My team recently posted a few memes on Instagram. These were things I had said, I think, on other people's podcasts. And these posts got a fair amount of crazed pushback. Apparently, many people thought I was posting these memes myself as though I had just left Twitter only to become addicted to another social media platform. But in any case, my team posted these quotes and my corner of Instagram promptly became as much of a cesspool as Twitter. And then people even took these Instagram memes and posted them back on Twitter so they could vilify me in that context. Needless to say, all of this convinces me again that my life is much better off of social media. But there is some real confusion at the bottom of the response, which I wanted to clarify. So one of the offending Instagram quotes read, During the pandemic, we witnessed the birth of a new religion of contrarianism and conspiracy thinking, the first sacrament of which is, quote, do your own research. The problem is that very few people are qualified to do this research. And the result is a society driven by strongly held unfounded opinions on everything from vaccine safety to the war in Ukraine. And many people took offense to that, as though it was a statement of mere elitism.

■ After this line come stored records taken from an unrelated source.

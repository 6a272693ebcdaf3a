use crate::core::config::Credentials;
use crate::core::errors::ExchangeError;
use crate::core::kernel::params::Params;
use crate::core::kernel::request::{AuthScheme, RequestBuilder, RequestDescriptor};
use crate::core::types::{AuthLevel, BodyFormat, QueryOrder};
use async_trait::async_trait;
use reqwest::{Client, Method, StatusCode};
use serde::de::DeserializeOwned;
use serde_json::Value;
use std::fmt;
use std::sync::Arc;
use std::time::Duration;
use tracing::{instrument, trace};

/// REST client trait for making HTTP requests
///
/// One generic entry point serves every venue: the venue only contributes
/// its [`AuthScheme`] and [`ResponseEnvelope`]. Calls are never retried here.
#[async_trait]
pub trait RestClient: Send + Sync {
    /// Send an already built request and decode the typed result
    async fn execute<T: DeserializeOwned>(
        &self,
        request: RequestDescriptor,
    ) -> Result<T, ExchangeError>;

    /// Build, authenticate and send a request in one step
    ///
    /// # Arguments
    /// * `method` - HTTP method
    /// * `route` - Path relative to the base URL
    /// * `params` - Ordered parameters, query or body depending on method
    /// * `auth` - Credential material to attach
    async fn call<T: DeserializeOwned>(
        &self,
        method: Method,
        route: &str,
        params: Params,
        auth: AuthLevel,
    ) -> Result<T, ExchangeError>;
}

/// How a venue wraps success and failure in its response bodies
pub trait ResponseEnvelope: Send + Sync {
    fn is_success(&self, status: StatusCode, body: &Value) -> bool;

    /// Unwrap the payload from a successful body
    fn extract_data(&self, body: Value) -> Value;

    /// Build the error for an unsuccessful body
    fn remote_error(&self, status: StatusCode, body: &Value) -> ExchangeError;
}

/// Read a numeric code that a venue may send as a number or a string
fn code_of(value: &Value) -> Option<i64> {
    match value {
        Value::Number(n) => n.as_i64(),
        Value::String(s) => s.parse().ok(),
        _ => None,
    }
}

fn message_of(value: Option<&Value>) -> Option<String> {
    match value? {
        Value::String(s) => Some(s.clone()),
        Value::Null => None,
        other => Some(other.to_string()),
    }
}

/// Success decided by the HTTP status alone; the body is the data
///
/// Errors carry a code and message in the body (`{code,msg}` on Binance,
/// `{label,message}` on Gate). A non-numeric code is folded into the message.
#[derive(Debug, Clone)]
pub struct StatusEnvelope {
    code_field: String,
    message_field: String,
}

impl StatusEnvelope {
    pub fn new(code_field: impl Into<String>, message_field: impl Into<String>) -> Self {
        Self {
            code_field: code_field.into(),
            message_field: message_field.into(),
        }
    }
}

impl Default for StatusEnvelope {
    fn default() -> Self {
        Self::new("code", "msg")
    }
}

impl ResponseEnvelope for StatusEnvelope {
    fn is_success(&self, status: StatusCode, _body: &Value) -> bool {
        status.is_success()
    }

    fn extract_data(&self, body: Value) -> Value {
        body
    }

    fn remote_error(&self, status: StatusCode, body: &Value) -> ExchangeError {
        let raw_code = body.get(&self.code_field);
        let message = message_of(body.get(&self.message_field));
        let (code, message) = match (raw_code.and_then(code_of), raw_code, message) {
            (Some(code), _, Some(message)) => (code, message),
            (Some(code), _, None) => (code, body.to_string()),
            (None, Some(Value::String(label)), Some(message)) => {
                (i64::from(status.as_u16()), format!("{}: {}", label, message))
            }
            (None, _, Some(message)) => (i64::from(status.as_u16()), message),
            (None, _, None) => (i64::from(status.as_u16()), body.to_string()),
        };
        ExchangeError::RemoteError { code, message }
    }
}

/// Predicate over the envelope's code field
pub type SuccessPredicate = Arc<dyn Fn(&Value) -> bool + Send + Sync>;

/// Success decided by a code field in the body, the payload under a data field
#[derive(Clone)]
pub struct CodeEnvelope {
    code_field: String,
    message_field: String,
    data_field: Option<String>,
    is_success: SuccessPredicate,
}

impl fmt::Debug for CodeEnvelope {
    fn fmt(&self, f: &mut fmt::Formatter<'_>) -> fmt::Result {
        f.debug_struct("CodeEnvelope")
            .field("code_field", &self.code_field)
            .field("message_field", &self.message_field)
            .field("data_field", &self.data_field)
            .finish_non_exhaustive()
    }
}

impl CodeEnvelope {
    pub fn new(
        code_field: impl Into<String>,
        message_field: impl Into<String>,
        is_success: SuccessPredicate,
    ) -> Self {
        Self {
            code_field: code_field.into(),
            message_field: message_field.into(),
            data_field: None,
            is_success,
        }
    }

    /// Success when the code, numeric or string, equals `expected`
    pub fn with_success_code(
        code_field: impl Into<String>,
        message_field: impl Into<String>,
        expected: i64,
    ) -> Self {
        Self::new(
            code_field,
            message_field,
            Arc::new(move |code: &Value| code_of(code) == Some(expected)),
        )
    }

    pub fn with_data_field(mut self, field: impl Into<String>) -> Self {
        self.data_field = Some(field.into());
        self
    }
}

impl ResponseEnvelope for CodeEnvelope {
    fn is_success(&self, status: StatusCode, body: &Value) -> bool {
        status.is_success()
            && body
                .get(&self.code_field)
                .is_some_and(|code| (self.is_success)(code))
    }

    fn extract_data(&self, mut body: Value) -> Value {
        match &self.data_field {
            Some(field) => body
                .get_mut(field)
                .map(Value::take)
                .unwrap_or(Value::Null),
            None => body,
        }
    }

    fn remote_error(&self, status: StatusCode, body: &Value) -> ExchangeError {
        let code = body
            .get(&self.code_field)
            .and_then(code_of)
            .unwrap_or_else(|| i64::from(status.as_u16()));
        let message =
            message_of(body.get(&self.message_field)).unwrap_or_else(|| body.to_string());
        ExchangeError::RemoteError { code, message }
    }
}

But anyone who has followed this podcast knows that I include myself in that specific criticism. I'm also unqualified to do the quote research that so many millions of people imagine they're doing. I wasn't saying that I know everything about vaccine safety or the war in Ukraine. I'm saying that we need experts in those areas to tell us what is real or likely to be real and what's misinformation. And this is why I've declined to have certain debates on this podcast that many people have been urging me to have. And even alleging that it's a sign of hypocrisy or cowardice on my part that I won't have these debates. There are public health emergencies and geopolitical emergencies that simply require trust in institutions. They require that we acknowledge the difference between informed expertise and mere speculation or amateurish sleuthing. And when our institutions and experts fail us, that's not a moment to tear everything down. That's the moment where we need to do the necessary work of making them trustworthy again. And I admit in many cases, it's not clear how to do that, at least not quickly. I think detecting and nullifying bad incentives is a major part of the solution.

But what isn't a part of the solution at all is asking someone like Candace Owens or Tucker Carlson or even Elon Musk or Joe Rogan or Brett Weinstein or me, what we think about the safety of mRNA vaccines or what we think about the nuclear risk posed by the war in Ukraine. Our information ecosystem is so polluted and our trust in institutions so degraded, again, in many cases for good reason, that we have people who are obviously unqualified to have strong opinions about ongoing emergencies, dictating what millions of people believe about those emergencies and therefore dictating whether we as a society can cooperate to solve them. Most people shouldn't be doing their own research. And I'm not saying we should blindly trust the first experts we meet. If you're facing a difficult medical decision, get a second opinion, get a third opinion. But most people shouldn't be jumping on PubMed and reading abstracts from medical journals. Again, depending on the topic, this applies to me too. So the truth is, if I get cancer, I might do a little research, but I'm not going to pretend to be an oncologist. The rational thing for me to do, even with my background in science, is to find the best oncologists I can find and ask them what they think. Of course, it's true that any specific expert can be wrong or biased. And that's why you get second and third opinions. And it's also why we should be generally guided by scientific consensus, wherever a consensus exists.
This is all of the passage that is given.